Research authors’ reply to Barlow and Barr and Taylor-RobinsonBMJ 2016; 355 doi: https://doi.org/10.1136/bmj.i6639 (Published 16 December 2016) Cite this as: BMJ 2016;355:i6639
- 1School of Health Sciences, City University London, London EC1V 0HB, UK
- 2School of Medicine, Stanford University, Stanford, CA, USA
A valid point that Barr and Taylor-Robinson raise in their editorial accompanying our research article is that one should distinguish between economic crises themselves and policy responses to these crises.1 2 Nothing in our inclusion/exclusion criteria suggests that studies looking at policies would be excluded. None of the omitted studies Barlow refers to were excluded because they focused on policy responses to the crisis.3 They were excluded because they did not meet our criteria: one was published after December 2015,4 another did not clearly refer to health outcomes,5 and the last focused on changes in out-of-work disability benefits.6
We agree with Barr and Taylor-Robinson that better evidence is needed on policy responses to financial crises.7 In fact, we conclude our paper by arguing that we need more evidence on the different mechanisms by which the financial crisis affects health outcomes more generally. Most of the studies we reviewed could not answer this. Some studies clearly state that disentangling the effect of the crisis itself from that of policy responses is very hard. Regidor et al provide a good example.8 Analysing mortality data from Spain, they found that mortality from traffic injuries declined during the financial crisis. However, whether this is because individuals use their cars less, as the literature on financial crisis would suggest and Vetrugno et al argue,9 or whether it can be attributable “to the effectiveness of road safety policies introduced in the years before or during the crisis” is not something their study can answer.

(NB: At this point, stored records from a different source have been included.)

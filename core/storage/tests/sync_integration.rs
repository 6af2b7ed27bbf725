// arbor/core/storage/tests/sync_integration.rs

//! End-to-end: a scripted server streamed through the sync core into a
//! real RocksDB store, then checked with the completeness audit.

use arbor_storage::{NodeStore, RocksDB};
use arbor_sync::{
    hasher, verify_complete, NodeHash, NodeRow, NodeSource, NodesResponse, RootResponse,
    RootStatus, SyncOrchestrator, SyncOutcome, TreeId,
};
use async_trait::async_trait;
use parking_lot::Mutex;
use std::collections::VecDeque;
use std::sync::Arc;
use tempfile::TempDir;

struct ScriptedSource {
    root: RootResponse,
    batches: Mutex<VecDeque<NodesResponse>>,
}

#[async_trait]
impl NodeSource for ScriptedSource {
    async fn get_root(&self, _tree_id: &TreeId) -> anyhow::Result<RootResponse> {
        Ok(self.root.clone())
    }

    async fn get_nodes(
        &self,
        _tree_id: &TreeId,
        _node_hash: &NodeHash,
        _root_hash: &NodeHash,
    ) -> anyhow::Result<NodesResponse> {
        self.batches
            .lock()
            .pop_front()
            .ok_or_else(|| anyhow::anyhow!("no more batches scripted"))
    }
}

fn terminal_row(key: &[u8], value: &[u8]) -> NodeRow {
    NodeRow {
        hash: hasher::hash_terminal(key, value).to_hex(),
        is_terminal: true,
        key: Some(hex::encode(key)),
        value: Some(hex::encode(value)),
        left: None,
        right: None,
    }
}

fn internal_row(left: NodeHash, right: NodeHash) -> NodeRow {
    NodeRow {
        hash: hasher::hash_internal(&left, &right).to_hex(),
        is_terminal: false,
        key: None,
        value: None,
        left: Some(left.to_hex()),
        right: Some(right.to_hex()),
    }
}

#[tokio::test]
async fn test_sync_into_rocksdb_and_audit() {
    let t1 = hasher::hash_terminal(b"alpha", b"1");
    let t2 = hasher::hash_terminal(b"beta", b"2");
    let t3 = hasher::hash_terminal(b"gamma", b"3");
    let i2 = hasher::hash_internal(&t1, &t2);
    let root = hasher::hash_internal(&i2, &t3);
    let tree_id = TreeId::new([9; 32]);

    let rows = vec![
        internal_row(i2, t3),
        internal_row(t1, t2),
        terminal_row(b"alpha", b"1"),
        terminal_row(b"beta", b"2"),
        terminal_row(b"gamma", b"3"),
    ];
    let source = Arc::new(ScriptedSource {
        root: RootResponse {
            tree_id,
            node_hash: Some(root),
            status: RootStatus::Committed,
            generation: 1,
        },
        batches: Mutex::new(VecDeque::from(vec![NodesResponse {
            root_changed: false,
            answer: rows,
        }])),
    });

    let dir = TempDir::new().unwrap();
    let store = Arc::new(NodeStore::new(Arc::new(RocksDB::open(dir.path()).unwrap())));

    let orchestrator = SyncOrchestrator::new(source, store.clone());
    let outcome = orchestrator.sync(tree_id).await.unwrap();
    let stats = match outcome {
        SyncOutcome::Completed(stats) => stats,
        other => panic!("expected completion, got {:?}", other),
    };
    assert_eq!(stats.terminal_nodes, 3);
    assert_eq!(stats.internal_nodes, 2);

    // Every reachable node landed in storage
    let report = verify_complete(store.as_ref(), &root).await.unwrap();
    assert_eq!(report.terminal_nodes, 3);
    assert_eq!(report.internal_nodes, 2);

    // The committed generation names the verified root
    let record = store.get_root(&tree_id).unwrap().unwrap();
    assert_eq!(record.node_hash, Some(root));
    assert_eq!(record.generation, 1);
}
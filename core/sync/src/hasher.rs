// arbor/core/sync/src/hasher.rs

//! Canonical node hashing.
//!
//! The derivation matches the server's tree-hash scheme: an atom hashes
//! as `sha256(0x01 || bytes)` and a pair as `sha256(0x02 || left || right)`.
//! A terminal node is the pair of its key and value atoms; an internal
//! node is the pair of its child hashes taken as-is.

use crate::types::NodeHash;
use sha2::{Digest, Sha256};

const ATOM_PREFIX: u8 = 0x01;
const PAIR_PREFIX: u8 = 0x02;

/// Hash a raw byte sequence as a tree atom
pub fn hash_atom(data: &[u8]) -> NodeHash {
    let mut hasher = Sha256::new();
    hasher.update([ATOM_PREFIX]);
    hasher.update(data);
    NodeHash::new(hasher.finalize().into())
}

/// Canonical hash of a terminal node from its key and value
pub fn hash_terminal(key: &[u8], value: &[u8]) -> NodeHash {
    let key_hash = hash_atom(key);
    let value_hash = hash_atom(value);
    hash_internal(&key_hash, &value_hash)
}

/// Canonical hash of an internal node from its child hashes.
/// Order-sensitive: swapping the children changes the result.
pub fn hash_internal(left: &NodeHash, right: &NodeHash) -> NodeHash {
    let mut hasher = Sha256::new();
    hasher.update([PAIR_PREFIX]);
    hasher.update(left.as_bytes());
    hasher.update(right.as_bytes());
    NodeHash::new(hasher.finalize().into())
}

#[cfg(test)]
mod tests {
    use super::*;

    #[test]
    fn test_terminal_hash_deterministic() {
        let a = hash_terminal(b"key1", b"value1");
        let b = hash_terminal(b"key1", b"value1");
        assert_eq!(a, b);
        assert_ne!(a, hash_terminal(b"key1", b"value2"));
        assert_ne!(a, hash_terminal(b"key2", b"value1"));
    }

    #[test]
    fn test_terminal_hash_is_pair_of_atoms() {
        let expected = hash_internal(&hash_atom(b"k"), &hash_atom(b"v"));
        assert_eq!(hash_terminal(b"k", b"v"), expected);
    }

    #[test]
    fn test_internal_hash_order_sensitive() {
        let left = hash_atom(b"left");
        let right = hash_atom(b"right");
        assert_ne!(hash_internal(&left, &right), hash_internal(&right, &left));
    }

    #[test]
    fn test_atom_prefix_domain_separation() {
        // An atom must not collide with the plain digest of the same bytes
        let mut plain = Sha256::new();
        plain.update(b"data");
        let plain: [u8; 32] = plain.finalize().into();
        assert_ne!(hash_atom(b"data"), NodeHash::new(plain));

        // Key and value swap must change the terminal hash
        assert_ne!(hash_terminal(b"a", b"b"), hash_terminal(b"b", b"a"));
    }
}
// arbor/core/sync/src/types.rs

use serde::{Deserialize, Serialize};
use std::fmt;
use thiserror::Error;

/// Error returned when parsing a 32-byte identifier from its hex form.
#[derive(Error, Debug, Clone, PartialEq, Eq)]
pub enum ParseDigestError {
    #[error("invalid hex: {0}")]
    InvalidHex(String),

    #[error("expected 32 bytes, got {0}")]
    InvalidLength(usize),
}

fn decode_digest(s: &str) -> Result<[u8; 32], ParseDigestError> {
    let stripped = s.strip_prefix("0x").unwrap_or(s);
    let bytes = hex::decode(stripped).map_err(|e| ParseDigestError::InvalidHex(e.to_string()))?;
    if bytes.len() != 32 {
        return Err(ParseDigestError::InvalidLength(bytes.len()));
    }
    let mut digest = [0u8; 32];
    digest.copy_from_slice(&bytes);
    Ok(digest)
}

/// Content-derived digest identifying a tree node
#[derive(
    Debug, Clone, Copy, PartialEq, Eq, Hash, Serialize, Deserialize, Default, PartialOrd, Ord,
)]
pub struct NodeHash([u8; 32]);

impl NodeHash {
    pub fn new(data: [u8; 32]) -> Self {
        Self(data)
    }

    pub fn as_bytes(&self) -> &[u8; 32] {
        &self.0
    }

    pub fn to_hex(&self) -> String {
        hex::encode(self.0)
    }

    /// Parse from a hex string, with or without a `0x` prefix
    pub fn from_hex(s: &str) -> Result<Self, ParseDigestError> {
        decode_digest(s).map(Self)
    }
}

impl fmt::Display for NodeHash {
    fn fmt(&self, f: &mut fmt::Formatter<'_>) -> fmt::Result {
        write!(f, "{}", &self.to_hex()[..8])
    }
}

/// Identifier of one logical tree on the server
#[derive(
    Debug, Clone, Copy, PartialEq, Eq, Hash, Serialize, Deserialize, Default, PartialOrd, Ord,
)]
pub struct TreeId([u8; 32]);

impl TreeId {
    pub fn new(data: [u8; 32]) -> Self {
        Self(data)
    }

    pub fn as_bytes(&self) -> &[u8; 32] {
        &self.0
    }

    pub fn to_hex(&self) -> String {
        hex::encode(self.0)
    }

    pub fn from_hex(s: &str) -> Result<Self, ParseDigestError> {
        decode_digest(s).map(Self)
    }
}

impl fmt::Display for TreeId {
    fn fmt(&self, f: &mut fmt::Formatter<'_>) -> fmt::Result {
        write!(f, "{}", &self.to_hex()[..8])
    }
}

/// Leaf of the tree holding a key/value pair
#[derive(Debug, Clone, PartialEq, Eq, Serialize, Deserialize)]
pub struct TerminalNode {
    pub key: Vec<u8>,
    pub value: Vec<u8>,
}

/// Branch of the tree holding its ordered child hashes.
/// Left/right order is semantically significant and must never be swapped.
#[derive(Debug, Clone, Copy, PartialEq, Eq, Serialize, Deserialize)]
pub struct InternalNode {
    pub left: NodeHash,
    pub right: NodeHash,
}

/// A tree node of either kind
#[derive(Debug, Clone, PartialEq, Eq, Serialize, Deserialize)]
pub enum Node {
    Terminal(TerminalNode),
    Internal(InternalNode),
}

impl Node {
    pub fn is_terminal(&self) -> bool {
        matches!(self, Node::Terminal(_))
    }
}

/// Lifecycle status of a tree root
#[derive(Debug, Clone, Copy, PartialEq, Eq, Serialize, Deserialize)]
pub enum RootStatus {
    Pending = 1,
    Committed = 2,
}

impl RootStatus {
    pub fn from_u8(value: u8) -> Option<Self> {
        match value {
            1 => Some(RootStatus::Pending),
            2 => Some(RootStatus::Committed),
            _ => None,
        }
    }

    pub fn as_u8(&self) -> u8 {
        *self as u8
    }
}

/// Trust anchor for one downloaded generation of a tree.
/// Written once at the end of a successful sync and never mutated;
/// a later sync writes a new generation.
#[derive(Debug, Clone, PartialEq, Eq, Serialize, Deserialize)]
pub struct RootRecord {
    pub tree_id: TreeId,
    /// None encodes the empty tree
    pub node_hash: Option<NodeHash>,
    pub status: RootStatus,
    pub generation: u64,
}

#[cfg(test)]
mod tests {
    use super::*;

    #[test]
    fn test_node_hash_display() {
        let hash = NodeHash::new([0x12; 32]);
        assert_eq!(hash.to_hex().len(), 64);
        assert_eq!(format!("{}", hash), "12121212");
    }

    #[test]
    fn test_node_hash_from_hex() {
        let hash = NodeHash::new([0xab; 32]);
        assert_eq!(NodeHash::from_hex(&hash.to_hex()).unwrap(), hash);

        // 0x prefix is accepted
        let prefixed = format!("0x{}", hash.to_hex());
        assert_eq!(NodeHash::from_hex(&prefixed).unwrap(), hash);
    }

    #[test]
    fn test_node_hash_from_hex_rejects_bad_input() {
        assert!(matches!(
            NodeHash::from_hex("zz"),
            Err(ParseDigestError::InvalidHex(_))
        ));
        assert!(matches!(
            NodeHash::from_hex("abcd"),
            Err(ParseDigestError::InvalidLength(2))
        ));
    }

    #[test]
    fn test_root_status_roundtrip() {
        assert_eq!(RootStatus::from_u8(1), Some(RootStatus::Pending));
        assert_eq!(RootStatus::from_u8(2), Some(RootStatus::Committed));
        assert_eq!(RootStatus::from_u8(3), None);
        assert_eq!(RootStatus::Committed.as_u8(), 2);
    }
}
// arbor/core/storage/src/db/mod.rs

// Database module
pub mod column_families;
pub mod rocks_db;

pub use rocks_db::RocksDB;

To conclude, our paper aims at offering a methodologically robust appraisal of the evidence on a topic of general interest and at contributing to a wider debate of recessions and health outcomes. It suggests that evidence should be critically assessed for the degree of bias it may be subject to. Furthermore, it presents a tool to assess the risk of bias that may be useful in a wider range of evidence appraisals on similar topics.